EXERCISE — Write out the whole listing. Leave out nothing.

DATA IN THIS EXERCISE —
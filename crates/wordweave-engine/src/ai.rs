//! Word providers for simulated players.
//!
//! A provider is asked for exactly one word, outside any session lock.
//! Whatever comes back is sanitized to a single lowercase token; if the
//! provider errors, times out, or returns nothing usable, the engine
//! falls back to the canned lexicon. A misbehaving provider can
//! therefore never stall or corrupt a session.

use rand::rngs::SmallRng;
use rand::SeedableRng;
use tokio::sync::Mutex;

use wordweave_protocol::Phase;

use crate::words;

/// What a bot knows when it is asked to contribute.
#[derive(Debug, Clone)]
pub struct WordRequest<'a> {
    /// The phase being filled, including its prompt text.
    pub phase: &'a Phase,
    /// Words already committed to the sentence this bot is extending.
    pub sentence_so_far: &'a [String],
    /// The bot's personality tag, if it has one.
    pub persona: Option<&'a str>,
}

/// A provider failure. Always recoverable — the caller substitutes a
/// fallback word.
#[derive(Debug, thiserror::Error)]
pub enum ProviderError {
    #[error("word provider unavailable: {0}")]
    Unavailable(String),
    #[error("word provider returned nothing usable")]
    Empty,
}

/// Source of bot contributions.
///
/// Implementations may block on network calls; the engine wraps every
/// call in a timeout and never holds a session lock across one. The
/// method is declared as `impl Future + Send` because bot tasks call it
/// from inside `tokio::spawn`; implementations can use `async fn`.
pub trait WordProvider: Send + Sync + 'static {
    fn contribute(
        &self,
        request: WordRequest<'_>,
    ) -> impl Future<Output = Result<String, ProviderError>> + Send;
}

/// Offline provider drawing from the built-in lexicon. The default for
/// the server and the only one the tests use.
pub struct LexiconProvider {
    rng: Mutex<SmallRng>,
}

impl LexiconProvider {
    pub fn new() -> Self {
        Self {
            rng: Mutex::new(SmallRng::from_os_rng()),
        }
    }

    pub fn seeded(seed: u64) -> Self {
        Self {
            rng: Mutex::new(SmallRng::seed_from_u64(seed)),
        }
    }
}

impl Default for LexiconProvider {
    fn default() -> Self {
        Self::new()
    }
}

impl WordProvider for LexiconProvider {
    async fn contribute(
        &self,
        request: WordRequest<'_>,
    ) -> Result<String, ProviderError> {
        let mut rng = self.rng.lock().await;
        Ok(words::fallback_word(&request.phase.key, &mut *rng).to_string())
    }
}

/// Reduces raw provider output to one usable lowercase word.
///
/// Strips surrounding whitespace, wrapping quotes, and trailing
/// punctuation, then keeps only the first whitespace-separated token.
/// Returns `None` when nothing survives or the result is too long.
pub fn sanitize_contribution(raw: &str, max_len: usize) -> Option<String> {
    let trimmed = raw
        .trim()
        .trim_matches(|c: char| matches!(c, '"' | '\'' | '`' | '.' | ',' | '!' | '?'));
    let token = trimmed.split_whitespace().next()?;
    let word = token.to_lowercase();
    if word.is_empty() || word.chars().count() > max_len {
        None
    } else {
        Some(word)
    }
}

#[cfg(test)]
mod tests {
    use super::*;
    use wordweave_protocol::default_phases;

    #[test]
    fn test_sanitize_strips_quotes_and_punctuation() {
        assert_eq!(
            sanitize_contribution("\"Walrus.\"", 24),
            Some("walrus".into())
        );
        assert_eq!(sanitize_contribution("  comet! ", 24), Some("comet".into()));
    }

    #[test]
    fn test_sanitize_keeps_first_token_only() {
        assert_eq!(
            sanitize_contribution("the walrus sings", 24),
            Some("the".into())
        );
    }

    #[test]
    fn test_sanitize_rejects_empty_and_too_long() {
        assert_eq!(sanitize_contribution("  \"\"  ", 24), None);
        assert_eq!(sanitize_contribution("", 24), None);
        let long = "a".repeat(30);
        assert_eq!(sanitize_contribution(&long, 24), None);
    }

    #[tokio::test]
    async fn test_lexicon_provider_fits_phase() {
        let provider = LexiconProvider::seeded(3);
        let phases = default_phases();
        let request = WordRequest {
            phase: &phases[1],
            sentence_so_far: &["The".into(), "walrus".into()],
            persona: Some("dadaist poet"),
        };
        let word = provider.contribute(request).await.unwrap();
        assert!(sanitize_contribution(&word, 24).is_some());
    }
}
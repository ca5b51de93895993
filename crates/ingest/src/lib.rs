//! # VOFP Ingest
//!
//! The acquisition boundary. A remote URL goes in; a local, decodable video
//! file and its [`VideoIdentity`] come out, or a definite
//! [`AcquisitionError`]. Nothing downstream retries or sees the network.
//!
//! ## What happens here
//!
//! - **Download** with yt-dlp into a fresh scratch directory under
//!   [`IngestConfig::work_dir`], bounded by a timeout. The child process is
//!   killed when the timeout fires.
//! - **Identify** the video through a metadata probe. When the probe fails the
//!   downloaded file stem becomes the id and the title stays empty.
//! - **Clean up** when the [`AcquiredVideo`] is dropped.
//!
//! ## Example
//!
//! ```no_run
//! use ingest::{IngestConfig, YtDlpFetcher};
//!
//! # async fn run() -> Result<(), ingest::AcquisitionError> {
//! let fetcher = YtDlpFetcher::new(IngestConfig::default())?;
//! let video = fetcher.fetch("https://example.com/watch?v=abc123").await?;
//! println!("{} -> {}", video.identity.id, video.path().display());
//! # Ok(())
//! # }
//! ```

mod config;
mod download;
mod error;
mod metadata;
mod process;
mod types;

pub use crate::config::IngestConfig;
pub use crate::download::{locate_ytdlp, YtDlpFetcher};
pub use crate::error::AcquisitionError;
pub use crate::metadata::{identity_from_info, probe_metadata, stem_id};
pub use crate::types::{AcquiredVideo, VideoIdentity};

RESULT OF THIS EXERCISE —
filename crates/wordweave-engine/src/ai.rs
//! Word providers for simulated players.
//!
//! A provider is asked for exactly one word, outside any session lock.
//! Whatever comes back is sanitized to a single lowercase token; if the
//! provider errors, times out, or returns nothing usable, the engine
//! falls back to the canned lexicon. A misbehaving provider can
//! therefore never stall or corrupt a session.

use rand::rngs::SmallRng;
use rand::SeedableRng;
use tokio::sync::Mutex;

use wordweave_protocol::Phase;

use crate::words;

/// What a bot knows when it is asked to contribute.
#[derive(Debug, Clone)]
pub struct WordRequest<'a> {
    /// The phase being filled, including its prompt text.
    pub phase: &'a Phase,
    /// Words already committed to the sentence this bot is extending.
    pub sentence_so_far: &'a [String],
    /// The bot's personality tag, if it has one.
    pub persona: Option<&'a str>,
}

/// A provider failure. Always recoverable — the caller substitutes a
/// fallback word.
#[derive(Debug, thiserror::Error)]
pub enum ProviderError {
    #[error("word provider unavailable: {0}")]
    Unavailable(String),
    #[error("word provider returned nothing usable")]
    Empty,
}

/// Source of bot contributions.
///
/// Implementations may block on network calls; the engine wraps every
/// call in a timeout and never holds a session lock across one. The
/// method is declared as `impl Future + Send` because bot tasks call it
/// from inside `tokio::spawn`; implementations can use `async fn`.
pub trait WordProvider: Send + Sync + 'static {
    fn contribute(
        &self,
        request: WordRequest<'_>,
    ) -> impl Future<Output = Result<String, ProviderError>> + Send;
}

/// Offline provider drawing from the built-in lexicon. The default for
/// the server and the only one the tests use.
pub struct LexiconProvider {
    rng: Mutex<SmallRng>,
}

impl LexiconProvider {
    pub fn new() -> Self {
        Self {
            rng: Mutex::new(SmallRng::from_os_rng()),
        }
    }

    pub fn seeded(seed: u64) -> Self {
        Self {
            rng: Mutex::new(SmallRng::seed_from_u64(seed)),
        }
    }
}

impl Default for LexiconProvider {
    fn default() -> Self {
        Self::new()
    }
}

impl WordProvider for LexiconProvider {
    async fn contribute(
        &self,
        request: WordRequest<'_>,
    ) -> Result<String, ProviderError> {
        let mut rng = self.rng.lock().await;
        Ok(words::fallback_word(&request.phase.key, &mut *rng).to_string())
    }
}

/// Reduces raw provider output to one usable lowercase word.
///
/// Strips surrounding whitespace, wrapping quotes, and trailing
/// punctuation, then keeps only the first whitespace-separated token.
/// Returns `None` when nothing survives or the result is too long.
pub fn sanitize_contribution(raw: &str, max_len: usize) -> Option<String> {
    let trimmed = raw
        .trim()
        .trim_matches(|c: char| matches!(c, '"' | '\'' | '`' | '.' | ',' | '!' | '?'));
    let token = trimmed.split_whitespace().next()?;
    let word = token.to_lowercase();
    if word.is_empty() || word.chars().count() > max_len {
        None
    } else {
        Some(word)
    }
}

#[cfg(test)]
mod tests {
    use super::*;
    use wordweave_protocol::default_phases;

    #[test]
    fn test_sanitize_strips_quotes_and_punctuation() {
        assert_eq!(
            sanitize_contribution("\"Walrus.\"", 24),
            Some("walrus".into())
        );
        assert_eq!(sanitize_contribution("  comet! ", 24), Some("comet".into()));
    }

    #[test]
    fn test_sanitize_keeps_first_token_only() {
        assert_eq!(
            sanitize_contribution("the walrus sings", 24),
            Some("the".into())
        );
    }

    #[test]
    fn test_sanitize_rejects_empty_and_too_long() {
        assert_eq!(sanitize_contribution("  \"\"  ", 24), None);
        assert_eq!(sanitize_contribution("", 24), None);
        let long = "a".repeat(30);
        assert_eq!(sanitize_contribution(&long, 24), None);
    }

    #[tokio::test]
    async fn test_lexicon_provider_fits_phase() {
        let provider = LexiconProvider::seeded(3);
        let phases = default_phases();
        let request = WordRequest {
            phase: &phases[1],
            sentence_so_far: &["The".into(), "walrus".into()],
            persona: Some("dadaist poet"),
        };
        let word = provider.contribute(request).await.unwrap();
        assert!(sanitize_contribution(&word, 24).is_some());
    }
}
repository ca5b51de93895993
filename crates/ingest/src/lib.rs
//! # VOFP Ingest
//!
//! The acquisition boundary. A remote URL goes in; a local, decodable video
//! file and its [`VideoIdentity`] come out, or a definite
//! [`AcquisitionError`]. Nothing downstream retries or sees the network.
//!
//! ## What happens here
//!
//! - **Download** with yt-dlp into a fresh scratch directory under
//!   [`IngestConfig::work_dir`], bounded by a timeout. The child process is
//!   killed when the timeout fires.
//! - **Identify** the video through a metadata probe. When the probe fails the
//!   downloaded file stem becomes the id and the title stays empty.
//! - **Clean up** when the [`AcquiredVideo`] is dropped.
//!
//! ## Example
//!
//! ```no_run
//! use ingest::{IngestConfig, YtDlpFetcher};
//!
//! # async fn run() -> Result<(), ingest::AcquisitionError> {
//! let fetcher = YtDlpFetcher::new(IngestConfig::default())?;
//! let video = fetcher.fetch("https://example.com/watch?v=abc123").await?;
//! println!("{} -> {}", video.identity.id, video.path().display());
//! # Ok(())
//! # }
//! ```

mod config;
mod download;
mod error;
mod metadata;
mod process;
mod types;

pub use crate::config::IngestConfig;
pub use crate::download::{locate_ytdlp, YtDlpFetcher};
pub use crate::error::AcquisitionError;
pub use crate::metadata::{identity_from_info, probe_metadata, stem_id};
pub use crate::types::{AcquiredVideo, VideoIdentity};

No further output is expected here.